I don’t really have any supply issues (that I know of?), but my motto with lactation anything is: it can’t hurt, right? Carson was born four weeks early and only weighed five pounds when we brought him home. Last time he got weighed, he wasn’t even on the growth chart. Nobody was worried about it per se (I’m not either), but of course I want to make sure he is eating enough. His four month check-up is this Thursday so over the weekend I whipped up some lactation cookies to give my supply a little boost. I mean, I LOVE chocolate chip cookies, and this way Brett is sure to stay away from them (he refuses to eat anything with “lactation” in the title). More for me! Plus, they’re for the baby, so I don’t have to feel guilty when I eat five in one sitting. I’ll report back with an update on how well they work.
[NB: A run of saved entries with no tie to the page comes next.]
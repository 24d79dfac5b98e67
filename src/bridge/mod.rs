//! Frame Bridge
//!
//! Request/response transport between frames over a [`MessagePort`].
//! Both ends are symmetric: each can issue requests and serve them at the
//! same time, with any number outstanding in either direction.
//!
//! ```text
//!   app frame                         supervisor frame
//!  ┌───────────────┐  Request{id}    ┌───────────────┐
//!  │ pending: id ──┼────────────────►│ handler task  │
//!  │   oneshot     │◄────────────────┼── per request │
//!  └───────────────┘  Response{id}   └───────────────┘
//! ```
//!
//! Responses are matched by correlation id, so they may complete in any
//! order. Closing an endpoint fails its outstanding calls; responses that
//! arrive for a closed frame are discarded.

mod message;
pub mod port;

pub use message::{BridgeMessage, BridgeRequest};
pub use port::{channel, MessagePort, PortMessage, PortSender};

use crate::error::{ErrorPayload, SupervisorError};
use crate::gate::PromptSurface;
use crate::types::{FunctionCallArgs, PromptParams};
use async_trait::async_trait;
use serde_json::Value;
use std::collections::HashMap;
use std::fmt;
use std::future::Future;
use std::pin::Pin;
use std::sync::atomic::{AtomicBool, Ordering};
use std::sync::{Arc, Mutex, MutexGuard, PoisonError, RwLock};
use thiserror::Error;
use tokio::sync::{mpsc, oneshot};
use tokio::task::JoinHandle;
use tracing::{debug, warn};
use uuid::Uuid;

#[derive(Error, Debug, Clone, PartialEq, Eq)]
pub enum BridgeError {
    #[error("port closed")]
    Closed,

    #[error("failed to encode message: {0}")]
    Encode(String),

    #[error("{0}")]
    Remote(ErrorPayload),
}

impl From<BridgeError> for SupervisorError {
    fn from(e: BridgeError) -> Self {
        match e {
            BridgeError::Remote(payload) => payload.into(),
            other => SupervisorError::Transport(other.to_string()),
        }
    }
}

/// Who sent an inbound request.
#[derive(Debug, Clone, PartialEq, Eq)]
pub struct RequestContext {
    pub id: Uuid,
    /// Stamped by the port.
    pub origin: String,
}

type HandlerFuture = Pin<Box<dyn Future<Output = Result<Value, ErrorPayload>> + Send>>;
type RequestHandler = Arc<dyn Fn(RequestContext, BridgeRequest) -> HandlerFuture + Send + Sync>;
type PendingCall = oneshot::Sender<Result<Value, BridgeError>>;

struct Inner {
    sender: Mutex<Option<PortSender>>,
    pending: Mutex<HashMap<Uuid, PendingCall>>,
    request_handler: RwLock<Option<RequestHandler>>,
    closed: AtomicBool,
}

impl Inner {
    fn pending(&self) -> MutexGuard<'_, HashMap<Uuid, PendingCall>> {
        self.pending.lock().unwrap_or_else(PoisonError::into_inner)
    }

    fn sender(&self) -> MutexGuard<'_, Option<PortSender>> {
        self.sender.lock().unwrap_or_else(PoisonError::into_inner)
    }

    fn handler(&self) -> Option<RequestHandler> {
        self.request_handler
            .read()
            .unwrap_or_else(PoisonError::into_inner)
            .clone()
    }

    async fn post(&self, data: String) -> Result<(), BridgeError> {
        let sender = self.sender().clone().ok_or(BridgeError::Closed)?;
        sender.post(data).await
    }

    async fn respond(&self, id: Uuid, result: Result<Value, ErrorPayload>) {
        let data = match serde_json::to_string(&BridgeMessage::Response { id, result }) {
            Ok(data) => data,
            Err(e) => {
                warn!(%id, error = %e, "failed to encode response");
                return;
            }
        };
        if let Err(e) = self.post(data).await {
            warn!(%id, error = %e, "discarding response");
        }
    }

    fn fail_pending(&self) {
        self.closed.store(true, Ordering::SeqCst);
        let pending: Vec<PendingCall> = self.pending().drain().map(|(_, tx)| tx).collect();
        if !pending.is_empty() {
            debug!(calls = pending.len(), "failing outstanding calls");
        }
        for tx in pending {
            let _ = tx.send(Err(BridgeError::Closed));
        }
    }
}

async fn read_loop(inner: Arc<Inner>, mut rx: mpsc::Receiver<PortMessage>) {
    while let Some(message) = rx.recv().await {
        handle_message(&inner, message);
    }
    debug!("peer closed the port");
    inner.fail_pending();
}

fn handle_message(inner: &Arc<Inner>, message: PortMessage) {
    match serde_json::from_str::<BridgeMessage>(&message.data) {
        Ok(BridgeMessage::Response { id, result }) => {
            let tx = inner.pending().remove(&id);
            match tx {
                Some(tx) => {
                    let _ = tx.send(result.map_err(BridgeError::Remote));
                }
                None => warn!(%id, origin = %message.origin, "response to unknown request dropped"),
            }
        }
        Ok(BridgeMessage::Request { id, request }) => {
            let handler = inner.handler();
            let inner = inner.clone();
            let ctx = RequestContext {
                id,
                origin: message.origin,
            };
            tokio::spawn(async move {
                let result = match handler {
                    Some(handler) => handler(ctx, request).await,
                    None => Err(SupervisorError::NotFound("no request handler installed".into()).to_payload()),
                };
                inner.respond(id, result).await;
            });
        }
        Err(e) => match message::recover_request_id(&message.data) {
            Some(id) => {
                warn!(%id, origin = %message.origin, error = %e, "malformed request");
                let inner = inner.clone();
                let payload = SupervisorError::Validation(format!("malformed request: {}", e)).to_payload();
                tokio::spawn(async move { inner.respond(id, Err(payload)).await });
            }
            None => warn!(origin = %message.origin, error = %e, "undecodable message dropped"),
        },
    }
}

/// One frame's end of a bridge. Dropping it closes the frame.
pub struct BridgeEndpoint {
    inner: Arc<Inner>,
    origin: String,
    reader: JoinHandle<()>,
}

impl BridgeEndpoint {
    /// Starts serving `port`. Must be called inside a tokio runtime.
    pub fn new(port: MessagePort) -> Self {
        let origin = port.origin().to_string();
        let (sender, receiver) = port.split();
        let inner = Arc::new(Inner {
            sender: Mutex::new(Some(sender)),
            pending: Mutex::new(HashMap::new()),
            request_handler: RwLock::new(None),
            closed: AtomicBool::new(false),
        });
        let reader = tokio::spawn(read_loop(inner.clone(), receiver));
        Self {
            inner,
            origin,
            reader,
        }
    }

    /// The origin stamped on this endpoint's messages.
    pub fn origin(&self) -> &str {
        &self.origin
    }

    pub fn set_request_handler<H, Fut>(&self, handler: H)
    where
        H: Fn(RequestContext, BridgeRequest) -> Fut + Send + Sync + 'static,
        Fut: Future<Output = Result<Value, ErrorPayload>> + Send + 'static,
    {
        let handler: RequestHandler = Arc::new(move |ctx, req| Box::pin(handler(ctx, req)));
        *self
            .inner
            .request_handler
            .write()
            .unwrap_or_else(PoisonError::into_inner) = Some(handler);
    }

    /// Sends `request` and waits for the response with the same id.
    pub async fn call(&self, request: BridgeRequest) -> Result<Value, BridgeError> {
        if self.is_closed() {
            return Err(BridgeError::Closed);
        }
        let id = Uuid::new_v4();
        let data = serde_json::to_string(&BridgeMessage::Request { id, request })
            .map_err(|e| BridgeError::Encode(e.to_string()))?;

        let (tx, rx) = oneshot::channel();
        self.inner.pending().insert(id, tx);
        // The reader may have drained the map just before the insert.
        if self.inner.closed.load(Ordering::SeqCst) {
            self.inner.pending().remove(&id);
            return Err(BridgeError::Closed);
        }
        if let Err(e) = self.inner.post(data).await {
            self.inner.pending().remove(&id);
            return Err(e);
        }

        match rx.await {
            Ok(result) => result,
            Err(_) => Err(BridgeError::Closed),
        }
    }

    pub async fn function_call(&self, args: FunctionCallArgs) -> Result<Value, BridgeError> {
        self.call(BridgeRequest::FunctionCall(args)).await
    }

    pub async fn preload_plugins(&self, plugins: Vec<String>) -> Result<Value, BridgeError> {
        self.call(BridgeRequest::PreloadPlugins(plugins)).await
    }

    /// Interface description of `plugin`, loading it first.
    pub async fn get_json(&self, plugin: &str) -> Result<Value, BridgeError> {
        self.call(BridgeRequest::GetJson(plugin.to_string())).await
    }

    /// Number of calls still waiting for a response.
    pub fn outstanding(&self) -> usize {
        self.inner.pending().len()
    }

    pub fn is_closed(&self) -> bool {
        self.inner.closed.load(Ordering::SeqCst) || self.reader.is_finished()
    }

    /// Tears the frame down: outstanding calls fail with
    /// [`BridgeError::Closed`] and later responses are discarded.
    pub fn close(&self) {
        if self.inner.closed.swap(true, Ordering::SeqCst) {
            return;
        }
        self.reader.abort();
        self.inner.sender().take();
        self.inner.fail_pending();
    }
}

impl fmt::Debug for BridgeEndpoint {
    fn fmt(&self, f: &mut fmt::Formatter<'_>) -> fmt::Result {
        f.debug_struct("BridgeEndpoint")
            .field("origin", &self.origin)
            .field("outstanding", &self.outstanding())
            .field("closed", &self.is_closed())
            .finish()
    }
}

impl Drop for BridgeEndpoint {
    fn drop(&mut self) {
        self.close();
    }
}

/// Opens prompts in a prompt frame reached over a bridge.
pub struct BridgePromptSurface {
    endpoint: BridgeEndpoint,
}

impl BridgePromptSurface {
    pub fn new(endpoint: BridgeEndpoint) -> Self {
        Self { endpoint }
    }

    /// Connects a prompt frame at `prompt_origin`; returns the surface and
    /// the prompt frame's endpoint.
    pub fn pair(supervisor_origin: &str, prompt_origin: &str) -> (Self, BridgeEndpoint) {
        let (ours, theirs) = channel(supervisor_origin, prompt_origin);
        (Self::new(BridgeEndpoint::new(ours)), BridgeEndpoint::new(theirs))
    }
}

#[async_trait]
impl PromptSurface for BridgePromptSurface {
    async fn open(&self, params: PromptParams) -> Result<(), SupervisorError> {
        self.endpoint
            .call(BridgeRequest::OpenPrompt(params))
            .await
            .map(|_| ())
            .map_err(SupervisorError::from)
    }
}

#[cfg(test)]
mod tests {
    use super::*;
    use crate::error::ErrorKind;
    use std::time::Duration;

    fn pair() -> (BridgeEndpoint, BridgeEndpoint) {
        let (a, b) = channel("https://a.psibase.test", "https://b.psibase.test");
        (BridgeEndpoint::new(a), BridgeEndpoint::new(b))
    }

    #[tokio::test]
    async fn handler_sees_the_stamped_origin() {
        let (a, b) = pair();
        b.set_request_handler(|ctx: RequestContext, _req| async move { Ok(Value::String(ctx.origin)) });
        let got = a.preload_plugins(vec![]).await.unwrap();
        assert_eq!(got, Value::String("https://a.psibase.test".into()));
    }

    #[tokio::test]
    async fn missing_handler_answers_with_an_error() {
        let (a, _b) = pair();
        match a.preload_plugins(vec![]).await {
            Err(BridgeError::Remote(e)) => assert_eq!(e.kind, ErrorKind::NotFound),
            other => panic!("unexpected {other:?}"),
        }
    }

    #[tokio::test]
    async fn closing_fails_outstanding_calls() {
        let (a, b) = pair();
        b.set_request_handler(|_ctx, _req| async {
            tokio::time::sleep(Duration::from_secs(30)).await;
            Ok(Value::Null)
        });
        let a = Arc::new(a);
        let call = {
            let a = a.clone();
            tokio::spawn(async move { a.preload_plugins(vec![]).await })
        };
        while a.outstanding() == 0 {
            tokio::task::yield_now().await;
        }
        a.close();
        assert_eq!(call.await.unwrap(), Err(BridgeError::Closed));
        assert_eq!(a.preload_plugins(vec![]).await, Err(BridgeError::Closed));
    }

    #[tokio::test]
    async fn peer_drop_closes_the_endpoint() {
        let (a, b) = pair();
        drop(b);
        assert_eq!(a.preload_plugins(vec![]).await, Err(BridgeError::Closed));
    }
}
In the meantime, here’s the recipe*!

Ingredients:

  • 1 cup butter
  • 1 cup sugar
  • 1 cup firmly packed brown sugar
  • 4 tablespoons water
  • 2 tablespoons flax seed meal
  • 2 eggs
  • 2 cups flour
  • 1 teaspoon baking soda
  • 1 teaspoon salt
  • 3 cups slow rolled oats
  • 2 cups semi-sweet chocolate chunks
  • 2 tablespoons brewer’s yeast
  • 1 teaspoon vanilla
  • 1 teaspoon cinnamon

Instructions:

  • Mix the flaxseed meal with water in a small bowl and let sit for 5 minutes.
  • Using a mixer, mix together the butter, sugar, brown sugar, vanilla and eggs. Mix until well-blended.
  • Add in flaxseed and mix until well combined.
  • In a separate bowl, combine flour, baking soda, cinnamon, salt and brewer’s yeast. Mix well and add to butter mixture.
  • Stir in oats and chocolate chunks. Mix until well combined.
  • Use a spoon to scoop out cookies and place on a cookie sheet. Bake at 350 degrees for 12-13 minutes or until slightly browned on the top.

*slightly modified from this recipe – I used chocolate chunks instead of chips, and used more of them, because duh.

p.s. If you have real supply issues, I tried the mother’s milk tea a few weeks ago out of sheer curiosity and DANG. Sent my supply into overdrive with one cup. Highly recommend!